Records excerpted from a collection:
● ● ● ●
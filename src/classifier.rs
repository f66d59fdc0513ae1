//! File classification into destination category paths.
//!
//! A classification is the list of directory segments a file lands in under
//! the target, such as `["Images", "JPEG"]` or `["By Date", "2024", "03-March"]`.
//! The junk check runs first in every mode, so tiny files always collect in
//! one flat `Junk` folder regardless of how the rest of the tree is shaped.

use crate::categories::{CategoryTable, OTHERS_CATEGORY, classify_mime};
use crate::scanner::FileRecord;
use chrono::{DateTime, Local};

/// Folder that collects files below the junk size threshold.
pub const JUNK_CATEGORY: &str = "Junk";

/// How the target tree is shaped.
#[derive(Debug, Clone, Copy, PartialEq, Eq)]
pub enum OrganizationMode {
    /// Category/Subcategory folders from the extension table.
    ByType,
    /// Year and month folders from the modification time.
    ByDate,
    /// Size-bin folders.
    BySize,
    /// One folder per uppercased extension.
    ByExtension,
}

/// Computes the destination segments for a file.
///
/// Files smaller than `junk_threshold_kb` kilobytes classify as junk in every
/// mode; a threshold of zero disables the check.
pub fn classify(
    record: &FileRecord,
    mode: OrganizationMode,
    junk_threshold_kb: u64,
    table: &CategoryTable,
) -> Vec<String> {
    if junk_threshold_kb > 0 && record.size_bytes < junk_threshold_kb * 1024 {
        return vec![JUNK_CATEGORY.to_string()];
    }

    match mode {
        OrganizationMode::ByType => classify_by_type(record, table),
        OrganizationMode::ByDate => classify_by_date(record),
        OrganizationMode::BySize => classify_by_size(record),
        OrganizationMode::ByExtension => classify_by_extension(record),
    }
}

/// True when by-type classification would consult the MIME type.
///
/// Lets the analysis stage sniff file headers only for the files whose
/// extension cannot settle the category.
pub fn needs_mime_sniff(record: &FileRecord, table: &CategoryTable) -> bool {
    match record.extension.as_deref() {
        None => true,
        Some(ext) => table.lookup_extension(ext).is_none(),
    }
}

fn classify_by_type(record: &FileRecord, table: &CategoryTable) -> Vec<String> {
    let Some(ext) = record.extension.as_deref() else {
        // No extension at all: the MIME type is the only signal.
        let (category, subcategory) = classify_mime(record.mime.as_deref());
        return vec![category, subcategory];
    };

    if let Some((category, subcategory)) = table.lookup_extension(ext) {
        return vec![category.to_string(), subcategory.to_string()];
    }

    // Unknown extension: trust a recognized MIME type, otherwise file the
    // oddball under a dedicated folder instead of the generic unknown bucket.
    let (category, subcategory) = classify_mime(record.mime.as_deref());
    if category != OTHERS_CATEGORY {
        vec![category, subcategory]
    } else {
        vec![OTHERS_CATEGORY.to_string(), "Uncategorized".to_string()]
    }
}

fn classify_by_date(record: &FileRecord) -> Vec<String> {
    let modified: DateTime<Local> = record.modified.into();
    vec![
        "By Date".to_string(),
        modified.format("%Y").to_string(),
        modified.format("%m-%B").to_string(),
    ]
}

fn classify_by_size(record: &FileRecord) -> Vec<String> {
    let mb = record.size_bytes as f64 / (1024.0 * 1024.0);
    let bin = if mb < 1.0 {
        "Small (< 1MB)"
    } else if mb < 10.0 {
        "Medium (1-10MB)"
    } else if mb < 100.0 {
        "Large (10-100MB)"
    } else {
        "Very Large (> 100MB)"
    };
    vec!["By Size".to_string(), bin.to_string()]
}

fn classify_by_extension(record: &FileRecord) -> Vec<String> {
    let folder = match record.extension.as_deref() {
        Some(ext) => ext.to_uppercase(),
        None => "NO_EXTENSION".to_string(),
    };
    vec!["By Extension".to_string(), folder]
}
● ● ● ●
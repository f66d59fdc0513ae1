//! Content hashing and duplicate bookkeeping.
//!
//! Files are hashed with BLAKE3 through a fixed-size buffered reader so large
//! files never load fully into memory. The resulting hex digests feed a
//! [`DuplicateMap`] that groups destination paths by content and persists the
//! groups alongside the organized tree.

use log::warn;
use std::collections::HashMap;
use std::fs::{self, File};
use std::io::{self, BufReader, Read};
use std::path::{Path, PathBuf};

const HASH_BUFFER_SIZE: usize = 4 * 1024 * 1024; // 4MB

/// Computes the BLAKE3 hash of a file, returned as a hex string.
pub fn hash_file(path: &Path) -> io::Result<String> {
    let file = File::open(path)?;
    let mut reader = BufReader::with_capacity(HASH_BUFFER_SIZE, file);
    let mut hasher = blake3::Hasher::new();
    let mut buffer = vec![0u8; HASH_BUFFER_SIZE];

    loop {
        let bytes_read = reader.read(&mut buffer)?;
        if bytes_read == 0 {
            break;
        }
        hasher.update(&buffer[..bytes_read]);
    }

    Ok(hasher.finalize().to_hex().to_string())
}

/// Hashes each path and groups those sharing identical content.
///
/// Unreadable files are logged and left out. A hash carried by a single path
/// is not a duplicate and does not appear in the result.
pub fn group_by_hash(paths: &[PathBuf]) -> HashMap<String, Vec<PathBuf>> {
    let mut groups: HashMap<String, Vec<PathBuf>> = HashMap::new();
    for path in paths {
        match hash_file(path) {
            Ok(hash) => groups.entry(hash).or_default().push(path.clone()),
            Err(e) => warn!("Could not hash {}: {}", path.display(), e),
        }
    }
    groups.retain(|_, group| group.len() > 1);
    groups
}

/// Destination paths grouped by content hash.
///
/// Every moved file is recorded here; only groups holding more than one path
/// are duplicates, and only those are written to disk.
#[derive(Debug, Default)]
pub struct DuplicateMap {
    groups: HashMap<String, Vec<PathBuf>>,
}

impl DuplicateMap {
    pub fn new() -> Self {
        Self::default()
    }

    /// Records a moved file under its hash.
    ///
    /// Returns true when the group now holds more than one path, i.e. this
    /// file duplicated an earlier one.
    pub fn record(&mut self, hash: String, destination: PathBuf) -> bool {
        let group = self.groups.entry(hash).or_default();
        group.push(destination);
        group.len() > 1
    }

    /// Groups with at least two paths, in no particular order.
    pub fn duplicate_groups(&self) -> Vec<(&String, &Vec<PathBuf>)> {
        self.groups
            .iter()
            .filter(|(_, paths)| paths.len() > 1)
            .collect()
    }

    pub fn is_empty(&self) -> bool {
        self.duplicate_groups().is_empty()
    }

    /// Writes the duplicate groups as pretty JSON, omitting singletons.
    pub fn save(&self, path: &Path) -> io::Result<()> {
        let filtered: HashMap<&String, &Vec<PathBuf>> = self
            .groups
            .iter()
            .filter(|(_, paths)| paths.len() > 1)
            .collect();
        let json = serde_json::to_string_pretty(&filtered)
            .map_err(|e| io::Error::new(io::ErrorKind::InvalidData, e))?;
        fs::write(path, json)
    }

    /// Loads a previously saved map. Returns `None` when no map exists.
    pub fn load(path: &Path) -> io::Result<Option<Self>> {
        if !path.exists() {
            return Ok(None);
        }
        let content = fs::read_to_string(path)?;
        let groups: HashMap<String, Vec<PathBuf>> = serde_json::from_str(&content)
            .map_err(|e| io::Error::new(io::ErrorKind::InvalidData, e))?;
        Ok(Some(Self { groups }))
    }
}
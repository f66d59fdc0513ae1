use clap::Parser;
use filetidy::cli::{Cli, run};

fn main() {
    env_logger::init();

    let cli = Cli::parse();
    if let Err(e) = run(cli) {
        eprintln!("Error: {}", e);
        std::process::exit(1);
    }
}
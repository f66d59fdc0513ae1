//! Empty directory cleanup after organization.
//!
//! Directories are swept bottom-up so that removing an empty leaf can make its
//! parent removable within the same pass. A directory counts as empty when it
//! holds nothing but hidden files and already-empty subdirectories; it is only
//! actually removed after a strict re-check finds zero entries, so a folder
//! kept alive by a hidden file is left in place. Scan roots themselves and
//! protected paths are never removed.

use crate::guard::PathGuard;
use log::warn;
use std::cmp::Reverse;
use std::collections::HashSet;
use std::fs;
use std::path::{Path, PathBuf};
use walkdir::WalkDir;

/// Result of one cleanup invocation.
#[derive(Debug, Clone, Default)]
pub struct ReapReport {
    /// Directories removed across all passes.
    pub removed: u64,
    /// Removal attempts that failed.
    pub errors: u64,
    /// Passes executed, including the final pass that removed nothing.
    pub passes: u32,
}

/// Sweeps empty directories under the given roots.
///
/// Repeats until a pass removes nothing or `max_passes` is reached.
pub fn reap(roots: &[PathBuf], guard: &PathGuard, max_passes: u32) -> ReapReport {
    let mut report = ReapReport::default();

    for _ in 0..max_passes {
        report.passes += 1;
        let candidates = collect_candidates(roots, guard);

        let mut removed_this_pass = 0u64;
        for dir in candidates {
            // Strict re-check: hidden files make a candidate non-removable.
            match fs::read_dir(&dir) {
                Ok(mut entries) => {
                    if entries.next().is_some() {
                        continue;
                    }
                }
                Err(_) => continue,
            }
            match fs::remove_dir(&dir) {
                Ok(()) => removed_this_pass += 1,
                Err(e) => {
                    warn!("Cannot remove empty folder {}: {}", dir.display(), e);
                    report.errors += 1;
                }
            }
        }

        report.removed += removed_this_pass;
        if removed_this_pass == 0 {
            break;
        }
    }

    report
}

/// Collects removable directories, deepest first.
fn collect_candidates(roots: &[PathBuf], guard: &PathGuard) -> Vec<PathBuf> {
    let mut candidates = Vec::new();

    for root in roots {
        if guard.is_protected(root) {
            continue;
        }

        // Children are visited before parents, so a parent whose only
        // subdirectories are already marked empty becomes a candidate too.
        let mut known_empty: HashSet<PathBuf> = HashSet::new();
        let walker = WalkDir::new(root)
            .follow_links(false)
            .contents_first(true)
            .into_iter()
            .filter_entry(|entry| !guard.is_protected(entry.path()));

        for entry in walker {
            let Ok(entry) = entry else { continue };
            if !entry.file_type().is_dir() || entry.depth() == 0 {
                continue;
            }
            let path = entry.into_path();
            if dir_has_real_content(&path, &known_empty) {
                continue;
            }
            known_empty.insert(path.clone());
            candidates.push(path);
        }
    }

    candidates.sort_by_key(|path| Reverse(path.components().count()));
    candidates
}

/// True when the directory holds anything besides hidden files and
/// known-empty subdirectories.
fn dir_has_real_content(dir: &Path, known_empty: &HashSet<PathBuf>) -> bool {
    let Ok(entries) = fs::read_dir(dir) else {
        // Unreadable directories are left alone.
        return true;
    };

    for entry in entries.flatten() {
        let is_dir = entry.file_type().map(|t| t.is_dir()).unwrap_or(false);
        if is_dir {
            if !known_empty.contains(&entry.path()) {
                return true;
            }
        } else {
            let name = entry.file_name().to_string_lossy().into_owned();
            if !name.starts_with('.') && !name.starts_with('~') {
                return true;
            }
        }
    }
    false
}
● ● ● ●
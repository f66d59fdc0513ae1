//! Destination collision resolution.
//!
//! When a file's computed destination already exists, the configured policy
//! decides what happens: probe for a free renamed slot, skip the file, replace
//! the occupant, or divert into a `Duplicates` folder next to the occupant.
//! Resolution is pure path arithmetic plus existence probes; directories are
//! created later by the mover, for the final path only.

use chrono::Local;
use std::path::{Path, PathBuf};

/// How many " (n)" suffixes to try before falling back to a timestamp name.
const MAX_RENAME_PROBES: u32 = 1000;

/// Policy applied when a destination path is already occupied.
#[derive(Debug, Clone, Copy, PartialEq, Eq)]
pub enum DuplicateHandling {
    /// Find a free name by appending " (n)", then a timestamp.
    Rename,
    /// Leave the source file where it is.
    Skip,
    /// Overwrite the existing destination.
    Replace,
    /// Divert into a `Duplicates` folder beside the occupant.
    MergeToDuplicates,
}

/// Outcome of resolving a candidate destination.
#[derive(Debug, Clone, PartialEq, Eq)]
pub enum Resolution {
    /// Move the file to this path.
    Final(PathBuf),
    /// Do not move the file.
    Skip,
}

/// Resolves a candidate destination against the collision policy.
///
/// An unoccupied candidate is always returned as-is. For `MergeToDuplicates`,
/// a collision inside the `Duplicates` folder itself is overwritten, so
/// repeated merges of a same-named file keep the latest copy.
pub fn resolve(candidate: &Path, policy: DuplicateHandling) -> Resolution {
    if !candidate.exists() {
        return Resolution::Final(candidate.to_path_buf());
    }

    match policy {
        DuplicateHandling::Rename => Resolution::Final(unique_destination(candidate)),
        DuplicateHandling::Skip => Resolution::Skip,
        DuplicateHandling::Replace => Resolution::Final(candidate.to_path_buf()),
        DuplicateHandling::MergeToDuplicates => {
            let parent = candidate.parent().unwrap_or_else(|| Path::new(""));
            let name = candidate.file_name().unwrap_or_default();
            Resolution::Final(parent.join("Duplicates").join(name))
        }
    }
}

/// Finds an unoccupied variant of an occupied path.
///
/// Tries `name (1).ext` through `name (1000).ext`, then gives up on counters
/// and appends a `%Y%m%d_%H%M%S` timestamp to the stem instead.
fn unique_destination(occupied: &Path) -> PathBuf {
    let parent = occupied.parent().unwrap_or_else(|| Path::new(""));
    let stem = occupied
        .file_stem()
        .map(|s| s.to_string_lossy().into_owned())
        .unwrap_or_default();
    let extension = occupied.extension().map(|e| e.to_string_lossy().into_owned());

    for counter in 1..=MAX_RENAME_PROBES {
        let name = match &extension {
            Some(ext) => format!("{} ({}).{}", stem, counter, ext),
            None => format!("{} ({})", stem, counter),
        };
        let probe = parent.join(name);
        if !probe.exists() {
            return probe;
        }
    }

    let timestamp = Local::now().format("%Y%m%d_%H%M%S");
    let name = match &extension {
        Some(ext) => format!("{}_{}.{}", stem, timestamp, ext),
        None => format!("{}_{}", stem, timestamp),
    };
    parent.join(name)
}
● ● ● ●
**Aim of the task**
The required output is a copy of each line in the records where the string "removable" occurs.

**Exercise result**
//! parent removable within the same pass. A directory counts as empty when it
            // Strict re-check: hidden files make a candidate non-removable.
/// Collects removable directories, deepest first.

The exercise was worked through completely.